The coalition ended up with a 6.1% vote share with DMDK contributing 2.4%.
“Two months before the elections, PWF was looking like it could take a reasonable percentage of votes until Vijayakanth was roped in and projected as the chief ministerial candidate and started making his speeches,” said Sumanth Raman, a political analyst from Chennai.
“While people may not have been over enthusiastic about AIADMK and DMK, they became even less enthusiastic with the third front,” he added.
Another party to end up with no seats was the PMK, whose chief ministerial candidate was another former union minister, Anbumani Ramadoss. The party contested all 234 seats, and managed a 5.3% vote share. In 2011 it won three of the contested 30 seats and had a vote share of 5.2%.
“In spite of high-tech campaigns, PMK still had that tag of a ‘caste party’,” said Raman.
The BJP which was trying to make inroads in the southern state got a 2.8% vote share across the 134 seats it contested. In 2011, the party’s vote share was 2.4%.
Indeed, the 2016 election proved once again that Tamil Nadu still continuous to be a stronghold of the two Dravidian parties, a trend that has played out since 1967. The AIADMK and the DMK groupings took a combined 80.5% share of the vote.

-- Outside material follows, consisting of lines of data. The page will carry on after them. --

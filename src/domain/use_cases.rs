pub mod education;
pub mod work;
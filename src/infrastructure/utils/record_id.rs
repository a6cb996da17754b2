use uuid::Uuid;

use crate::errors::AppError;

/// Rejects an empty (or whitespace-only) id with `message`.
pub fn require_id<'a>(id: &'a str, message: &str) -> Result<&'a str, AppError> {
    let trimmed = id.trim();
    if trimmed.is_empty() {
        return Err(AppError::invalid_param(message));
    }
    Ok(trimmed)
}

/// Parses a record id. An id that is not a UUID cannot match any row, so
/// callers report it exactly like a missing record.
pub fn parse_record_id(id: &str, not_found: &str) -> Result<Uuid, AppError> {
    Uuid::parse_str(id).map_err(|_| AppError::invalid_param(not_found))
}
use actix_web::web;
use crate::handlers::education;

pub fn config_routes(cfg: &mut web::ServiceConfig) {
    cfg.service(
        web::scope("/education")
            .service(
                web::resource("")
                    .route(web::get().to(education::get_all_educations))
                    .route(web::post().to(education::create_education))
            )
            .service(
                web::resource("/{education_id}")
                    .route(web::get().to(education::get_education_by_id))
                    .route(web::put().to(education::update_education))
                    .route(web::delete().to(education::delete_education))
            )
    );
}
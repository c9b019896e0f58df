use thiserror::Error;

#[derive(Debug, Error)]
pub enum RedactError {
    #[error("failed to decode image: {0}")]
    DecodeError(String),

    #[error("image dimensions are zero")]
    ZeroDimensions,

    #[error("failed to encode image: {0}")]
    EncodeError(String),

    #[error("jpeg quality must be between 1 and 100, got {0}")]
    InvalidQuality(u8),

    #[error("block factor must be in (0.0, 1.0], got {0}")]
    InvalidBlockFactor(f32),

    #[error("head scale must be positive, got {0}")]
    InvalidHeadScale(f64),

    #[error("failed to load overlay asset {path}: {reason}")]
    AssetLoad { path: String, reason: String },

    #[error("overlay asset registry is empty")]
    EmptyAssetRegistry,

    #[error("overlay effect selected but no asset registry was provided")]
    MissingOverlayAssets,

    #[error("no face locator was provided")]
    NoFaceLocator,

    #[error("failed to build worker pool: {0}")]
    WorkerPool(String),

    #[cfg(feature = "rustface")]
    #[error("failed to load face detection model: {0}")]
    ModelLoad(String),
}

There was a narrow 1.1% difference between the ruling AIADMK and the DMK. Indeed, if “contested vote share” were to be considered, the DMK with 41.05% from 176 seats it contested edges out the AIADMK which won 40.78% of the votes in the 232 constituencies it contested. In the 172 constituencies that saw a direct clash between AIADMK and DMK, the latter emerged as winners in 89 seats and former in 83.

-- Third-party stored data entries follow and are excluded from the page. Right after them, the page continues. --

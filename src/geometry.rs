//! Placement arithmetic for head boxes and overlay regions.
//!
//! Everything here is pure integer/float math so the geometry can be tested
//! without touching pixel data. Fractional results truncate toward zero,
//! matching the integer arithmetic the placement constants were tuned with.

use crate::face_locator::FaceBounds;

/// Horizontal bias applied to overlay placements, as a fraction of the
/// factor-scaled head width. Shifts the overlay slightly left of center.
const X_BIAS: f64 = 0.1;

/// A detector-reported face box expanded to cover the full head.
#[derive(Debug, Clone, Copy, PartialEq, Eq)]
pub struct HeadBox {
    /// X coordinate of the top-left corner (pixels, may be negative).
    pub x: i64,
    /// Y coordinate of the top-left corner (pixels, may be negative).
    pub y: i64,
    /// Width in pixels. Non-positive boxes are skipped by the transforms.
    pub width: i64,
    /// Height in pixels. Non-positive boxes are skipped by the transforms.
    pub height: i64,
}

impl HeadBox {
    /// Head box from explicit coordinates.
    pub fn new(x: i64, y: i64, width: i64, height: i64) -> Self {
        Self {
            x,
            y,
            width,
            height,
        }
    }

    /// Expand a raw detection by `head_scale`.
    ///
    /// Only the extent grows; the top-left corner stays where the detector
    /// put it, so the expansion spills down and to the right.
    pub fn from_bounds(bounds: &FaceBounds, head_scale: f64) -> Self {
        Self {
            x: bounds.x as i64,
            y: bounds.y as i64,
            width: (bounds.width * head_scale) as i64,
            height: (bounds.height * head_scale) as i64,
        }
    }

    /// Intersect with an image of the given dimensions.
    ///
    /// Returns `None` when the box has no positive-area overlap with the
    /// image, including degenerate boxes with non-positive extent.
    pub fn clip(&self, image_width: u32, image_height: u32) -> Option<Region> {
        let x0 = self.x.max(0);
        let y0 = self.y.max(0);
        let x1 = self.x.saturating_add(self.width).min(image_width as i64);
        let y1 = self.y.saturating_add(self.height).min(image_height as i64);

        if x1 <= x0 || y1 <= y0 {
            return None;
        }

        Some(Region {
            x: x0 as u32,
            y: y0 as u32,
            width: (x1 - x0) as u32,
            height: (y1 - y0) as u32,
        })
    }
}

/// An axis-aligned region known to lie fully inside an image.
#[derive(Debug, Clone, Copy, PartialEq, Eq)]
pub struct Region {
    /// X coordinate of the top-left corner.
    pub x: u32,
    /// Y coordinate of the top-left corner.
    pub y: u32,
    /// Width in pixels (always positive).
    pub width: u32,
    /// Height in pixels (always positive).
    pub height: u32,
}

/// Per-effect placement parameters for the region compositor.
#[derive(Debug, Clone, Copy, PartialEq)]
pub struct OverlayStyle {
    /// Linear scale from head width to overlay width.
    pub resize_factor: f64,
    /// Clamp the center-relative corner to ≥ 0 before applying the bias.
    /// The final x can still go negative and is handled by clipping.
    pub clamp_center: bool,
    /// Fraction of the factor-scaled head *width* subtracted from y,
    /// raising the overlay above the head center.
    pub y_bias_width_factor: f64,
    /// Clamp the final placement corner to ≥ 0 before clipping.
    pub clamp_origin: bool,
}

/// Where a resized overlay lands relative to the base image. The corner may
/// be negative or exceed the image; [`clip_placement`] resolves that.
#[derive(Debug, Clone, Copy, PartialEq, Eq)]
pub struct PlacementRect {
    /// X coordinate of the top-left corner (may be negative).
    pub x: i64,
    /// Y coordinate of the top-left corner (may be negative).
    pub y: i64,
    /// Target overlay width in pixels.
    pub width: u32,
    /// Target overlay height in pixels (preserves the asset aspect ratio).
    pub height: u32,
}

/// A placement clipped against image bounds: the destination region in the
/// base image plus the matching offset into the resized overlay.
#[derive(Debug, Clone, Copy, PartialEq, Eq)]
pub struct ClippedPlacement {
    /// Destination region in the base image.
    pub dst: Region,
    /// Horizontal offset into the resized overlay.
    pub src_x: u32,
    /// Vertical offset into the resized overlay.
    pub src_y: u32,
}

/// Compute where an overlay with aspect ratio `asset_aspect` (width over
/// height) should land for `head` under `style`.
///
/// The overlay is centered on the head, scaled to `resize_factor` times the
/// head width with the asset aspect preserved, and nudged left by
/// [`X_BIAS`] of the scaled width. Returns `None` when the computed
/// dimensions are non-positive (degenerate head or asset geometry).
pub fn overlay_placement(
    head: &HeadBox,
    style: &OverlayStyle,
    asset_aspect: f64,
) -> Option<PlacementRect> {
    let f = style.resize_factor;
    let w = head.width as f64;
    let h = head.height as f64;

    let new_width = (f * w) as i64;
    if asset_aspect <= 0.0 || new_width <= 0 {
        return None;
    }
    let new_height = (new_width as f64 / asset_aspect) as i64;
    if new_height <= 0 {
        return None;
    }

    let center_x = head.x as f64 + w / 2.0;
    let center_y = head.y as f64 + h / 2.0;

    let mut corner_x = center_x - 0.5 * f * w;
    let mut corner_y = center_y - 0.5 * f * h;
    if style.clamp_center {
        corner_x = corner_x.max(0.0);
        corner_y = corner_y.max(0.0);
    }

    let mut x = corner_x as i64 - (X_BIAS * f * w) as i64;
    let mut y = corner_y as i64 - (style.y_bias_width_factor * f * w) as i64;
    if style.clamp_origin {
        x = x.max(0);
        y = y.max(0);
    }

    Some(PlacementRect {
        x,
        y,
        width: new_width as u32,
        height: new_height as u32,
    })
}

/// Clip a placement against `[0, image_width) × [0, image_height)`.
///
/// Returns `None` when nothing of the placement lands inside the image.
pub fn clip_placement(
    rect: &PlacementRect,
    image_width: u32,
    image_height: u32,
) -> Option<ClippedPlacement> {
    let x0 = rect.x.max(0);
    let y0 = rect.y.max(0);
    let x1 = (rect.x + rect.width as i64).min(image_width as i64);
    let y1 = (rect.y + rect.height as i64).min(image_height as i64);

    if x1 <= x0 || y1 <= y0 {
        return None;
    }

    Some(ClippedPlacement {
        dst: Region {
            x: x0 as u32,
            y: y0 as u32,
            width: (x1 - x0) as u32,
            height: (y1 - y0) as u32,
        },
        src_x: (x0 - rect.x) as u32,
        src_y: (y0 - rect.y) as u32,
    })
}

A partnership with the Congress may have well cost the DMK. It won just 8 of the 41 seats it contested.
The alliance’s vote share stood at 39.7%.
“AIADMK won in 51 out of the 60 seats contested by the allies of DMK including the Congress and IUML (Indian Union Muslim League),” said DMK chief M Karunanidhi, after the election results.
DMK with 89 seats has become the largest ever opposition party in the history of the Tamil Nadu’s assembly and clearly has its task cut out.
“In 2011 we just had 23 seats. Now with 89 seats we can clearly strive to be an effective opposition,” says Thangam Thennarasu, former school education minister and DMK’s MLA from the Tiruchuli constituency.
“Just because the experiment failed this time, we can’t say that an alternative party is out of question. An alternative party will emerge sooner than later,” said Raman. “There is still a huge yearning for change. People felt that the alternatives that were present this time were not even as trustful as the traditional parties,” he added.